**TASK PROMPT:** The expected output is every line below, reproduced exactly.
┌─ PROVIDED RECORDS
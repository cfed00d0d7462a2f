pub mod board;
pub mod countdown;
pub mod help;
pub mod status_bar;
pub mod theme;

use ratatui::layout::Rect;
use ratatui::Frame;

use crate::app::App;
use board::Board;
use countdown::CountdownOverlay;

/// Top-level draw function: board, countdown, status bar, then help on top
pub fn draw(f: &mut Frame, app: &App) {
    let area = f.area();
    let snapshot = app.snapshot();

    f.render_widget(
        Board {
            snapshot: &snapshot,
            markers: &app.markers,
            theme: &app.theme,
            viewport: app.session.viewport(),
        },
        area,
    );

    if let Some(value) = snapshot.countdown {
        f.render_widget(
            CountdownOverlay {
                value,
                backdrop: app.theme.backdrop,
                foreground: theme::FG,
            },
            area,
        );
    }

    if app.show_status_bar && area.height > 1 {
        let bar = Rect::new(area.x, area.bottom() - 1, area.width, 1);
        status_bar::render(f, &snapshot, app.animation.tick_count, bar);
    }

    if app.show_help {
        help::render(f, area);
    }
}

/// A `width` x `height` rect centered in `area`, shrunk to fit
pub fn centered_rect_fixed(width: u16, height: u16, area: Rect) -> Rect {
    let width = width.min(area.width);
    let height = height.min(area.height);
    Rect::new(
        area.x + (area.width - width) / 2,
        area.y + (area.height - height) / 2,
        width,
        height,
    )
}

#[cfg(test)]
mod tests {
    use super::*;
    use crate::config::Config;
    use crate::event::Event;
    use crate::input::viewport_for;
    use crossterm::event::{KeyModifiers, MouseButton, MouseEvent, MouseEventKind};
    use ratatui::backend::TestBackend;
    use ratatui::buffer::Buffer;
    use ratatui::style::Color;
    use ratatui::Terminal;
    use tokio::sync::mpsc;

    const W: u16 = 60;
    const H: u16 = 12;

    fn app() -> App {
        let (tx, _rx) = mpsc::unbounded_channel();
        let mut config = Config::default();
        config.appearance.animations = false;
        config.game.seed = Some(1);
        App::new(&config, viewport_for(W, H), tx)
    }

    fn render(app: &App) -> Buffer {
        let mut terminal = Terminal::new(TestBackend::new(W, H)).expect("test terminal");
        terminal.draw(|f| draw(f, app)).expect("draw");
        terminal.backend().buffer().clone()
    }

    fn row_text(buf: &Buffer, row: u16) -> String {
        (0..buf.area.width).map(|x| buf[(x, row)].symbol()).collect()
    }

    fn mouse(kind: MouseEventKind, column: u16, row: u16) -> Event {
        Event::Mouse(MouseEvent {
            kind,
            column,
            row,
            modifiers: KeyModifiers::NONE,
        })
    }

    #[test]
    fn centered_rect_shrinks_to_area() {
        let area = Rect::new(0, 0, 10, 4);
        assert_eq!(centered_rect_fixed(6, 2, area), Rect::new(2, 1, 6, 2));
        assert_eq!(centered_rect_fixed(20, 20, area), area);
    }

    #[tokio::test]
    async fn idle_screen_shows_status_hint() {
        let app = app();
        let buf = render(&app);
        let status = row_text(&buf, H - 1);
        assert!(status.contains("Idle"), "status bar was {status:?}");
        assert!(status.contains("[q]"));
    }

    #[tokio::test]
    async fn held_button_draws_a_marker() {
        let mut app = app();
        app.handle_event(mouse(MouseEventKind::Down(MouseButton::Left), 10, 4));
        let buf = render(&app);

        assert_eq!(buf[(10, 4)].symbol(), "1");
        assert_eq!(buf[(10, 4)].bg, app.theme.player(0));
        assert!(row_text(&buf, H - 1).contains("1 finger"));
    }

    #[tokio::test]
    async fn countdown_value_covers_the_board() {
        let mut app = app();
        app.handle_event(mouse(MouseEventKind::Down(MouseButton::Left), 10, 4));
        app.handle_event(mouse(MouseEventKind::Up(MouseButton::Left), 10, 4));

        // hold: the locked marker is still visible
        let buf = render(&app);
        assert_eq!(buf[(9, 4)].symbol(), "[");

        let epoch = app.session.countdown_epoch();
        app.handle_event(Event::CountdownBegin(epoch));
        let buf = render(&app);
        assert_eq!(buf[(0, 0)].bg, app.theme.backdrop);
        assert!(row_text(&buf, H - 1).contains("Counting down 3"));
        app.shutdown();
    }

    #[tokio::test]
    async fn revealed_winner_fills_the_screen() {
        let mut app = app();
        app.handle_event(mouse(MouseEventKind::Down(MouseButton::Left), 10, 4));
        app.handle_event(mouse(MouseEventKind::Up(MouseButton::Left), 10, 4));
        let epoch = app.session.countdown_epoch();
        app.handle_event(Event::CountdownBegin(epoch));
        for _ in 0..3 {
            app.handle_event(Event::CountdownTick(epoch));
        }
        app.handle_event(Event::Tick);

        let buf = render(&app);
        let winner = app.theme.player(0);
        assert_eq!(buf[(0, 0)].bg, winner);
        assert_eq!(buf[(W - 1, H - 2)].bg, winner);
        assert_eq!(buf[(10, 4)].symbol(), "1");
        assert!(row_text(&buf, H - 1).contains("Play again"));
    }

    #[tokio::test]
    async fn help_overlay_lists_keys() {
        let mut app = app();
        app.show_help = true;
        let buf = render(&app);
        let text: String = (0..H).map(|row| row_text(&buf, row)).collect();
        assert!(text.contains("Keybindings"));
        assert!(text.contains("Play again"));
    }

    #[tokio::test]
    async fn status_bar_can_be_hidden() {
        let mut app = app();
        app.show_status_bar = false;
        let buf = render(&app);
        assert!(!row_text(&buf, H - 1).contains("Idle"));
        assert_eq!(buf[(0, H - 1)].bg, Color::Reset);
    }
}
└─
**WRITTEN SOLUTION:**
repository cfed00d0d7462a2f
pub mod board;
pub mod countdown;
pub mod help;
pub mod status_bar;
pub mod theme;

use ratatui::layout::Rect;
use ratatui::Frame;

use crate::app::App;
use board::Board;
use countdown::CountdownOverlay;

/// Top-level draw function: board, countdown, status bar, then help on top
pub fn draw(f: &mut Frame, app: &App) {
    let area = f.area();
    let snapshot = app.snapshot();

    f.render_widget(
        Board {
            snapshot: &snapshot,
            markers: &app.markers,
            theme: &app.theme,
            viewport: app.session.viewport(),
        },
        area,
    );

    if let Some(value) = snapshot.countdown {
        f.render_widget(
            CountdownOverlay {
                value,
                backdrop: app.theme.backdrop,
                foreground: theme::FG,
            },
            area,
        );
    }

    if app.show_status_bar && area.height > 1 {
        let bar = Rect::new(area.x, area.bottom() - 1, area.width, 1);
        status_bar::render(f, &snapshot, app.animation.tick_count, bar);
    }

    if app.show_help {
        help::render(f, area);
    }
}

/// A `width` x `height` rect centered in `area`, shrunk to fit
pub fn centered_rect_fixed(width: u16, height: u16, area: Rect) -> Rect {
    let width = width.min(area.width);
    let height = height.min(area.height);
    Rect::new(
        area.x + (area.width - width) / 2,
        area.y + (area.height - height) / 2,
        width,
        height,
    )
}

#[cfg(test)]
mod tests {
    use super::*;
    use crate::config::Config;
    use crate::event::Event;
    use crate::input::viewport_for;
    use crossterm::event::{KeyModifiers, MouseButton, MouseEvent, MouseEventKind};
    use ratatui::backend::TestBackend;
    use ratatui::buffer::Buffer;
    use ratatui::style::Color;
    use ratatui::Terminal;
    use tokio::sync::mpsc;

    const W: u16 = 60;
    const H: u16 = 12;

    fn app() -> App {
        let (tx, _rx) = mpsc::unbounded_channel();
        let mut config = Config::default();
        config.appearance.animations = false;
        config.game.seed = Some(1);
        App::new(&config, viewport_for(W, H), tx)
    }

    fn render(app: &App) -> Buffer {
        let mut terminal = Terminal::new(TestBackend::new(W, H)).expect("test terminal");
        terminal.draw(|f| draw(f, app)).expect("draw");
        terminal.backend().buffer().clone()
    }

    fn row_text(buf: &Buffer, row: u16) -> String {
        (0..buf.area.width).map(|x| buf[(x, row)].symbol()).collect()
    }

    fn mouse(kind: MouseEventKind, column: u16, row: u16) -> Event {
        Event::Mouse(MouseEvent {
            kind,
            column,
            row,
            modifiers: KeyModifiers::NONE,
        })
    }

    #[test]
    fn centered_rect_shrinks_to_area() {
        let area = Rect::new(0, 0, 10, 4);
        assert_eq!(centered_rect_fixed(6, 2, area), Rect::new(2, 1, 6, 2));
        assert_eq!(centered_rect_fixed(20, 20, area), area);
    }

    #[tokio::test]
    async fn idle_screen_shows_status_hint() {
        let app = app();
        let buf = render(&app);
        let status = row_text(&buf, H - 1);
        assert!(status.contains("Idle"), "status bar was {status:?}");
        assert!(status.contains("[q]"));
    }

    #[tokio::test]
    async fn held_button_draws_a_marker() {
        let mut app = app();
        app.handle_event(mouse(MouseEventKind::Down(MouseButton::Left), 10, 4));
        let buf = render(&app);

        assert_eq!(buf[(10, 4)].symbol(), "1");
        assert_eq!(buf[(10, 4)].bg, app.theme.player(0));
        assert!(row_text(&buf, H - 1).contains("1 finger"));
    }

    #[tokio::test]
    async fn countdown_value_covers_the_board() {
        let mut app = app();
        app.handle_event(mouse(MouseEventKind::Down(MouseButton::Left), 10, 4));
        app.handle_event(mouse(MouseEventKind::Up(MouseButton::Left), 10, 4));

        // hold: the locked marker is still visible
        let buf = render(&app);
        assert_eq!(buf[(9, 4)].symbol(), "[");

        let epoch = app.session.countdown_epoch();
        app.handle_event(Event::CountdownBegin(epoch));
        let buf = render(&app);
        assert_eq!(buf[(0, 0)].bg, app.theme.backdrop);
        assert!(row_text(&buf, H - 1).contains("Counting down 3"));
        app.shutdown();
    }

    #[tokio::test]
    async fn revealed_winner_fills_the_screen() {
        let mut app = app();
        app.handle_event(mouse(MouseEventKind::Down(MouseButton::Left), 10, 4));
        app.handle_event(mouse(MouseEventKind::Up(MouseButton::Left), 10, 4));
        let epoch = app.session.countdown_epoch();
        app.handle_event(Event::CountdownBegin(epoch));
        for _ in 0..3 {
            app.handle_event(Event::CountdownTick(epoch));
        }
        app.handle_event(Event::Tick);

        let buf = render(&app);
        let winner = app.theme.player(0);
        assert_eq!(buf[(0, 0)].bg, winner);
        assert_eq!(buf[(W - 1, H - 2)].bg, winner);
        assert_eq!(buf[(10, 4)].symbol(), "1");
        assert!(row_text(&buf, H - 1).contains("Play again"));
    }

    #[tokio::test]
    async fn help_overlay_lists_keys() {
        let mut app = app();
        app.show_help = true;
        let buf = render(&app);
        let text: String = (0..H).map(|row| row_text(&buf, row)).collect();
        assert!(text.contains("Keybindings"));
        assert!(text.contains("Play again"));
    }

    #[tokio::test]
    async fn status_bar_can_be_hidden() {
        let mut app = app();
        app.show_status_bar = false;
        let buf = render(&app);
        assert!(!row_text(&buf, H - 1).contains("Idle"));
        assert_eq!(buf[(0, H - 1)].bg, Color::Reset);
    }
}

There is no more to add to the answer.